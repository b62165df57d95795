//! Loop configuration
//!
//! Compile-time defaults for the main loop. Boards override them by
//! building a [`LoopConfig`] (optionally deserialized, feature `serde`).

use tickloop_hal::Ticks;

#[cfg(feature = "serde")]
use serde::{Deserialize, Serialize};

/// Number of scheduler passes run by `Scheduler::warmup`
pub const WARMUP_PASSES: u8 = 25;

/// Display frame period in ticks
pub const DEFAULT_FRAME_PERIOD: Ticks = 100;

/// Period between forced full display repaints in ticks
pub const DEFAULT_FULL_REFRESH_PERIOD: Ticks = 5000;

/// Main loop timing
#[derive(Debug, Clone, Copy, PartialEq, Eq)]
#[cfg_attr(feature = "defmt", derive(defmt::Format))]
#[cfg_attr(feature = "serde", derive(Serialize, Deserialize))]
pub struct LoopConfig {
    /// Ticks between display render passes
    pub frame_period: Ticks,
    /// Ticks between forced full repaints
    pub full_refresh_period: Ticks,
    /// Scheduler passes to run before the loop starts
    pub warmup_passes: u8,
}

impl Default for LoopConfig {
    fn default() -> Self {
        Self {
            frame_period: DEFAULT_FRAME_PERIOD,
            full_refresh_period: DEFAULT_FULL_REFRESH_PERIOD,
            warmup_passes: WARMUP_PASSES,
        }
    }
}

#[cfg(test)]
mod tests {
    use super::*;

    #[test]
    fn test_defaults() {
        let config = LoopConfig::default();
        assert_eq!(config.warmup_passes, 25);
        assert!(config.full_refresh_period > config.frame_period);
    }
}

┄┄┄┄┄┄┄┄┄┄┄┄┄┄┄┄┄┄┄┄

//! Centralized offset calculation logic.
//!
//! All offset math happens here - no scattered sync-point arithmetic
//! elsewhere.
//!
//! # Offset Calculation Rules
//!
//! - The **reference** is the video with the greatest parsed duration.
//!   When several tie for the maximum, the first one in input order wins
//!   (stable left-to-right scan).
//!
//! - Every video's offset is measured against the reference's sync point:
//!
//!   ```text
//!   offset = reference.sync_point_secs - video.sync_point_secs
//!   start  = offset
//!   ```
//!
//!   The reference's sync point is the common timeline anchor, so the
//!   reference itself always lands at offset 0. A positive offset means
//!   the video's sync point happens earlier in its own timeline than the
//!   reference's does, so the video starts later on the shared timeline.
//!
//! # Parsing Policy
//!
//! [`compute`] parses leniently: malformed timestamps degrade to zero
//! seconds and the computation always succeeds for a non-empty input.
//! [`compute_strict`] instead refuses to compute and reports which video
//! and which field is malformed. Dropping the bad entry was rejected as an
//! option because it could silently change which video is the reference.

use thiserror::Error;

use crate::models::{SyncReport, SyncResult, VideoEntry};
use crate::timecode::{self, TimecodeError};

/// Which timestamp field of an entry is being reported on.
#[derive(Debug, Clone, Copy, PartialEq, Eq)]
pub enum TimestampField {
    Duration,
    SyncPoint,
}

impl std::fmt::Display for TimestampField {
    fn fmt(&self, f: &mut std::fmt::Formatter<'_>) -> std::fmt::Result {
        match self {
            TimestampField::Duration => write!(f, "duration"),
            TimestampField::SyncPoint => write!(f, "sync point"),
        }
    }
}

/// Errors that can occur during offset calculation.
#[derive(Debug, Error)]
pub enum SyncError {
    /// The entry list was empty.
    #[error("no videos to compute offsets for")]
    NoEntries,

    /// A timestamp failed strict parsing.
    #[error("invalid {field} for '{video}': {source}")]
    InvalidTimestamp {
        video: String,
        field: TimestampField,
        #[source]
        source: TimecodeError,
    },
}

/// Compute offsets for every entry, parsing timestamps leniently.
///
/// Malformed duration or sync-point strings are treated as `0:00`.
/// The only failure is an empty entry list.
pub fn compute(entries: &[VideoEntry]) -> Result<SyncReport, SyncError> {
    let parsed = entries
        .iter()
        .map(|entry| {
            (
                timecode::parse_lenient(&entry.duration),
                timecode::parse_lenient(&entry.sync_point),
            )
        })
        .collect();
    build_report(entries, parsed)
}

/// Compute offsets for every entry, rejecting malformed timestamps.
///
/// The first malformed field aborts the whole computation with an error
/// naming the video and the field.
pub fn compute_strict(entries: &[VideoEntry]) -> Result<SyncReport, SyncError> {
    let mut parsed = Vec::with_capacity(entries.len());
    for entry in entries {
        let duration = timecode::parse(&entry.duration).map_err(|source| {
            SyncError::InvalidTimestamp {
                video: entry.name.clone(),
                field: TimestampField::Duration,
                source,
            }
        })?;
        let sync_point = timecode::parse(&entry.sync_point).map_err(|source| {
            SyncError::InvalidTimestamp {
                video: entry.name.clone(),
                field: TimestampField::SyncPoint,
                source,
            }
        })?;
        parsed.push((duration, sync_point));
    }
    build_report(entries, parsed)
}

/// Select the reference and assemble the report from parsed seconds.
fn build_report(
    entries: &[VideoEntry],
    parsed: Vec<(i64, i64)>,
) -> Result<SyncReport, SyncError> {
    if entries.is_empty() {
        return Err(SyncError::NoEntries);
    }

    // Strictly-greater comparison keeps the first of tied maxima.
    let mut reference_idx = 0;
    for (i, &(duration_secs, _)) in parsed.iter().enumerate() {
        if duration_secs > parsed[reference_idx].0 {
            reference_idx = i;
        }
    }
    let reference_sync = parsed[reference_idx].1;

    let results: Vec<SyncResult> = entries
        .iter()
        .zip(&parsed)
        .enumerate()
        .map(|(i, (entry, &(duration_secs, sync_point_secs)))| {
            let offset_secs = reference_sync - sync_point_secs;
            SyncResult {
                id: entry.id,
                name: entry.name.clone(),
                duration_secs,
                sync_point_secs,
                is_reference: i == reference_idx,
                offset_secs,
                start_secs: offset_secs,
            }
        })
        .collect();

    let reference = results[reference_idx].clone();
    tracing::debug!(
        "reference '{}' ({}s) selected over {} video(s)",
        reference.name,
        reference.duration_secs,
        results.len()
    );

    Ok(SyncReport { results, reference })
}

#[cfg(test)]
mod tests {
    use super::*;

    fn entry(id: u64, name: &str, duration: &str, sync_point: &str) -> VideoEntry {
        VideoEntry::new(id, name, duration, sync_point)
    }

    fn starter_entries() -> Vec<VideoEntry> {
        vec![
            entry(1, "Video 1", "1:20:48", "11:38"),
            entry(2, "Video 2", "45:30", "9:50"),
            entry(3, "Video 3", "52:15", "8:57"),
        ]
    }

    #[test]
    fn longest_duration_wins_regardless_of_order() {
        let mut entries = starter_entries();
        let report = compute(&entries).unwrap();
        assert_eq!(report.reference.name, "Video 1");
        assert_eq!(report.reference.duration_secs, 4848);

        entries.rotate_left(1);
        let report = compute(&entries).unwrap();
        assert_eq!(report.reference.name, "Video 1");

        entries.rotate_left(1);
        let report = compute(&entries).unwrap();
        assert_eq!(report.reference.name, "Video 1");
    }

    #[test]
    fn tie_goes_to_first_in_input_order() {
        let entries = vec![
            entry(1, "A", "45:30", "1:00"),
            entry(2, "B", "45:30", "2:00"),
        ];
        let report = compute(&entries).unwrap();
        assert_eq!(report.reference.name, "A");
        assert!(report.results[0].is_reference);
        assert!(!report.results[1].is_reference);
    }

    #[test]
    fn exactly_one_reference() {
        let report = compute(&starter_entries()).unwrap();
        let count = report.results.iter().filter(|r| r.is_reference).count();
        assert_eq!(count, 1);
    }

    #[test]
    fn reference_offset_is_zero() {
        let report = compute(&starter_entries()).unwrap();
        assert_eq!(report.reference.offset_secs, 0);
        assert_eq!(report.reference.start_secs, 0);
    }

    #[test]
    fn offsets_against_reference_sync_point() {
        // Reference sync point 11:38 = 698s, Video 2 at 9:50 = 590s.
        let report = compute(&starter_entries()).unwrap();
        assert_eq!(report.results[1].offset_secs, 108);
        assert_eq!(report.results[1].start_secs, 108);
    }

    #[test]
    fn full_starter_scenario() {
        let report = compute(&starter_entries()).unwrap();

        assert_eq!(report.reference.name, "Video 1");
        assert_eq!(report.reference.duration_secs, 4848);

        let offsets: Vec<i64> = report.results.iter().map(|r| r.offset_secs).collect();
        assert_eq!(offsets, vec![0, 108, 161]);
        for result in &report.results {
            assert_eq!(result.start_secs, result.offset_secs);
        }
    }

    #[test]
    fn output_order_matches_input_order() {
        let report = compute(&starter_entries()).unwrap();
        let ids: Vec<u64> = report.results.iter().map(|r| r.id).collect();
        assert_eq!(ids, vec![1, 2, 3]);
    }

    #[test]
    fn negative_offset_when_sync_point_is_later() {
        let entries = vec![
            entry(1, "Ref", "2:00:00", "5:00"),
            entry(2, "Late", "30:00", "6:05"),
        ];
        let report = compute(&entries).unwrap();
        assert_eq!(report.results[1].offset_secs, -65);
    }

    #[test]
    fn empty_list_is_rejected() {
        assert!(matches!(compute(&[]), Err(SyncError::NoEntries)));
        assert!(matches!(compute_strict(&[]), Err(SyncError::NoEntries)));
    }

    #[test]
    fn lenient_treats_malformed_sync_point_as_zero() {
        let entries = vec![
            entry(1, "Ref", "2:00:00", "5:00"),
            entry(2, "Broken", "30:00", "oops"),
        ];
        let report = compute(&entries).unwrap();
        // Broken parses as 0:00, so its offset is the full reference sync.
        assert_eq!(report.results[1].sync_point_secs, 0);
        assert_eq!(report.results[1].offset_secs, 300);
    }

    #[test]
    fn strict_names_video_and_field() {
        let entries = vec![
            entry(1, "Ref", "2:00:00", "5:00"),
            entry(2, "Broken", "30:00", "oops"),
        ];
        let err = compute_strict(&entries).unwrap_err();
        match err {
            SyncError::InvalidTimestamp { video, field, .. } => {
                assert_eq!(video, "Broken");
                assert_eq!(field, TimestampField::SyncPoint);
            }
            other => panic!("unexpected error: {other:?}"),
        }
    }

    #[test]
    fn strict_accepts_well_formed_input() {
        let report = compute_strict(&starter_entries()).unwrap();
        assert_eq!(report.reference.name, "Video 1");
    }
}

┄┄┄┄┄┄┄┄┄┄┄┄┄┄┄┄┄┄┄┄

■ What is expected
Lines from the entries that contain the word "TimestampField" are what the answer must hold.

■ Reply to the task
pub enum TimestampField {
impl std::fmt::Display for TimestampField {
            TimestampField::Duration => write!(f, "duration"),
            TimestampField::SyncPoint => write!(f, "sync point"),
        field: TimestampField,
                field: TimestampField::Duration,
                field: TimestampField::SyncPoint,
                assert_eq!(field, TimestampField::SyncPoint);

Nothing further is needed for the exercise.